I happen to be an unabashed Ken Burns fan. The guy knows how to make history come alive. With the 150th anniversary of the Civil War, it’s time to drag out the epic Ken Burns’ produced series on DVD, and watch a few hours of the historical series about events that my ancestors knew personally – and all-too-well.
Now I see in a New York magazine article that Ken Burns is about to come out with a new documentary about Prohibition. That one sounds really interesting to me. So does a planned series on the history of County Music (I being a die-hard country music fan). Read the excerpts below to find out more about Burns’ upcoming documentaries.

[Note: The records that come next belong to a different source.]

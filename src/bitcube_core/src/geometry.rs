//! Fixed geometry of the 3x3x3 cube: colors, faces, and which lanes of which
//! neighbors border each face.

use std::fmt;

use thiserror::Error;

/// A facelet color. The discriminant is the value stored in a lane.
#[derive(Debug, Copy, Clone, PartialEq, Eq, Hash, PartialOrd, Ord)]
#[repr(u8)]
pub enum Color {
    Yellow = 0,
    Green = 1,
    Orange = 2,
    Blue = 3,
    Red = 4,
    White = 5,
}

#[derive(Error, Debug, Clone, Copy, PartialEq, Eq)]
#[error("{0} is not a color, expected a value between 0 and 5")]
pub struct InvalidColor(pub u8);

impl Color {
    pub const ALL: [Self; 6] = {
        use Color::*;
        let v = [Yellow, Green, Orange, Blue, Red, White];

        let mut i = 0;
        while i < v.len() {
            assert!(i == v[i] as usize);
            i += 1;
        }

        v
    };

    /// The face that shows this color when the cube is solved.
    pub const fn home_face(self) -> Face {
        match self {
            Color::Yellow => Face::Up,
            Color::Green => Face::Front,
            Color::Orange => Face::Right,
            Color::Blue => Face::Back,
            Color::Red => Face::Left,
            Color::White => Face::Down,
        }
    }

    pub const fn letter(self) -> char {
        match self {
            Color::Yellow => 'Y',
            Color::Green => 'G',
            Color::Orange => 'O',
            Color::Blue => 'B',
            Color::Red => 'R',
            Color::White => 'W',
        }
    }
}

impl TryFrom<u8> for Color {
    type Error = InvalidColor;

    fn try_from(value: u8) -> Result<Self, Self::Error> {
        Color::ALL
            .get(usize::from(value))
            .copied()
            .ok_or(InvalidColor(value))
    }
}

impl fmt::Display for Color {
    fn fmt(&self, f: &mut fmt::Formatter<'_>) -> fmt::Result {
        let name = match self {
            Color::Yellow => "yellow",
            Color::Green => "green",
            Color::Orange => "orange",
            Color::Blue => "blue",
            Color::Red => "red",
            Color::White => "white",
        };
        f.write_str(name)
    }
}

/// One of the six faces. A face keeps its identity forever; only the colors
/// of its facelets move.
#[derive(Debug, Copy, Clone, PartialEq, Eq, Hash, PartialOrd, Ord)]
pub enum Face {
    Up,
    Down,
    Front,
    Right,
    Left,
    Back,
}

impl Face {
    pub const ALL: [Self; 6] = {
        use Face::*;
        let v = [Up, Down, Front, Right, Left, Back];

        let mut i = 0;
        while i < v.len() {
            assert!(i == v[i] as usize);
            i += 1;
        }

        v
    };

    /// The color this face shows when the cube is solved.
    pub const fn canonical_color(self) -> Color {
        match self {
            Face::Up => Color::Yellow,
            Face::Down => Color::White,
            Face::Front => Color::Green,
            Face::Right => Color::Orange,
            Face::Left => Color::Red,
            Face::Back => Color::Blue,
        }
    }

    pub const fn opposite(self) -> Face {
        match self {
            Face::Up => Face::Down,
            Face::Down => Face::Up,
            Face::Front => Face::Back,
            Face::Back => Face::Front,
            Face::Right => Face::Left,
            Face::Left => Face::Right,
        }
    }

    /// The upper case notation letter for this face.
    pub const fn letter(self) -> char {
        match self {
            Face::Up => 'U',
            Face::Down => 'D',
            Face::Front => 'F',
            Face::Right => 'R',
            Face::Left => 'L',
            Face::Back => 'B',
        }
    }

    /// Look up a face by its notation letter, ignoring case.
    pub fn from_letter(letter: char) -> Option<Face> {
        match letter.to_ascii_uppercase() {
            'U' => Some(Face::Up),
            'D' => Some(Face::Down),
            'F' => Some(Face::Front),
            'R' => Some(Face::Right),
            'L' => Some(Face::Left),
            'B' => Some(Face::Back),
            _ => None,
        }
    }

    /// The four faces encircling this one with the lanes they share with it,
    /// in `Side` order.
    pub fn neighbors(self) -> &'static [Neighbor; 4] {
        &ADJACENCY[self as usize]
    }

    pub fn neighbor(self, side: Side) -> Neighbor {
        ADJACENCY[self as usize][side as usize]
    }
}

impl fmt::Display for Face {
    fn fmt(&self, f: &mut fmt::Formatter<'_>) -> fmt::Result {
        let name = match self {
            Face::Up => "up",
            Face::Down => "down",
            Face::Front => "front",
            Face::Right => "right",
            Face::Left => "left",
            Face::Back => "back",
        };
        f.write_str(name)
    }
}

/// Position of a neighbor relative to a face, clockwise from the top. `Back`
/// is the side across from `Up` in the face's own frame.
#[derive(Debug, Copy, Clone, PartialEq, Eq)]
pub enum Side {
    Up,
    Right,
    Back,
    Left,
}

impl Side {
    pub const ALL: [Self; 4] = [Side::Up, Side::Right, Side::Back, Side::Left];
}

/// A face bordering a turned face, and the three lanes of it that move with
/// the turn, listed in the turned face's clockwise order.
#[derive(Debug, Copy, Clone, PartialEq, Eq)]
pub struct Neighbor {
    pub face: Face,
    pub lanes: [u8; 3],
}

const fn nb(face: Face, lanes: [u8; 3]) -> Neighbor {
    Neighbor { face, lanes }
}

const TOP: [u8; 3] = [3, 2, 1];
const RIGHT: [u8; 3] = [5, 4, 3];
const BOTTOM: [u8; 3] = [7, 6, 5];
const LEFT: [u8; 3] = [1, 8, 7];

/// Indexed by `Face as usize`, then by `Side as usize`.
pub static ADJACENCY: [[Neighbor; 4]; 6] = {
    use Face::*;
    let table = [
        // Up
        [nb(Back, TOP), nb(Right, TOP), nb(Front, TOP), nb(Left, TOP)],
        // Down
        [
            nb(Front, BOTTOM),
            nb(Right, BOTTOM),
            nb(Back, BOTTOM),
            nb(Left, BOTTOM),
        ],
        // Front
        [nb(Up, BOTTOM), nb(Right, LEFT), nb(Down, TOP), nb(Left, RIGHT)],
        // Right
        [nb(Up, RIGHT), nb(Back, LEFT), nb(Down, RIGHT), nb(Front, RIGHT)],
        // Left
        [nb(Up, LEFT), nb(Front, LEFT), nb(Down, LEFT), nb(Back, RIGHT)],
        // Back
        [nb(Up, TOP), nb(Left, LEFT), nb(Down, BOTTOM), nb(Right, RIGHT)],
    ];

    // A face never borders itself or its opposite, and every strip is a
    // corner, the edge next to it, then the other corner.
    let mut f = 0;
    while f < table.len() {
        let mut s = 0;
        while s < 4 {
            let n = table[f][s];
            assert!(n.face as usize != f);
            assert!(n.face.opposite() as usize != f);
            assert!(n.lanes[0] % 2 == 1 && n.lanes[1] % 2 == 0 && n.lanes[2] % 2 == 1);
            s += 1;
        }
        f += 1;
    }

    table
};

#[cfg(test)]
mod tests {
    use super::*;

    #[test]
    fn color_round_trips_through_byte() {
        for color in Color::ALL {
            assert_eq!(Color::try_from(color as u8), Ok(color));
        }
        assert_eq!(Color::try_from(6), Err(InvalidColor(6)));
        assert_eq!(Color::try_from(0xFF), Err(InvalidColor(0xFF)));
    }

    #[test]
    fn canonical_colors_are_a_bijection() {
        for face in Face::ALL {
            assert_eq!(face.canonical_color().home_face(), face);
        }
    }

    #[test]
    fn face_letters_are_case_insensitive() {
        for face in Face::ALL {
            assert_eq!(Face::from_letter(face.letter()), Some(face));
            assert_eq!(
                Face::from_letter(face.letter().to_ascii_lowercase()),
                Some(face)
            );
        }
        assert_eq!(Face::from_letter('Q'), None);
    }

    #[test]
    fn neighbors_are_symmetric() {
        for face in Face::ALL {
            let mut seen = face
                .neighbors()
                .iter()
                .map(|n| n.face)
                .collect::<Vec<_>>();
            seen.sort();
            seen.dedup();
            assert_eq!(seen.len(), 4, "{face} has a repeated neighbor");

            for neighbor in face.neighbors() {
                assert!(
                    neighbor.face.neighbors().iter().any(|n| n.face == face),
                    "{face} lists {} but not the other way around",
                    neighbor.face
                );
            }
        }
    }

    #[test]
    fn front_is_framed_by_up_right_down_left() {
        let framed = Side::ALL.map(|side| Face::Front.neighbor(side).face);
        assert_eq!(framed, [Face::Up, Face::Right, Face::Down, Face::Left]);
        assert_eq!(Face::Front.neighbor(Side::Up).lanes, [7, 6, 5]);
    }

    #[test]
    fn every_lane_borders_the_right_number_of_turns() {
        // Each edge lane belongs to one strip and each corner lane to two.
        let mut uses = [[0; 8]; 6];
        for face in Face::ALL {
            for neighbor in face.neighbors() {
                for lane in neighbor.lanes {
                    uses[neighbor.face as usize][usize::from(lane) - 1] += 1;
                }
            }
        }
        for face_uses in uses {
            assert_eq!(face_uses, [2, 1, 2, 1, 2, 1, 2, 1]);
        }
    }
}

Prohibition will be his 22nd documentary for PBS, a prolific partnership that started 30 years ago and gave birth to Burns’s most famous triptych— epics on the Civil War, baseball, and jazz that made him the country’s historian-in-residence. Stylistically, Prohibition is of a piece with the rest of his oeuvre. There’s the deliberate pace, the mix of detail-rich narration and readings of primary documents, and, of course, the iconic, slow-pan Ken Burns Effect. At five and a half hours spread over three nights, it’s also signature Burns in its sheer length. Burns wouldn’t make his documentaries any other way. “All meaning accrues in duration,” he says, offering the kind of observation that used to be called a koan and now would more likely be communicated via tweet.
Burns certainly likes his professional relationships long term, even if he carries on several at a time. After Prohibition comes an oral history of the Dust Bowl, in 2012. Then, in 2013, a project on the Central Park Five—the black and Latino teenagers who confessed to sexually assaulting the Central Park Jogger, then recanted, saying they’d only offered their confessions under duress. Then: a smaller film on Jackie Robinson, a megaseries on the Roosevelts, and a full dive into the Vietnam War, in 2016. He also recently started work on a history of country music, aiming to prove that it’s not nearly as red state as we all make it out to be.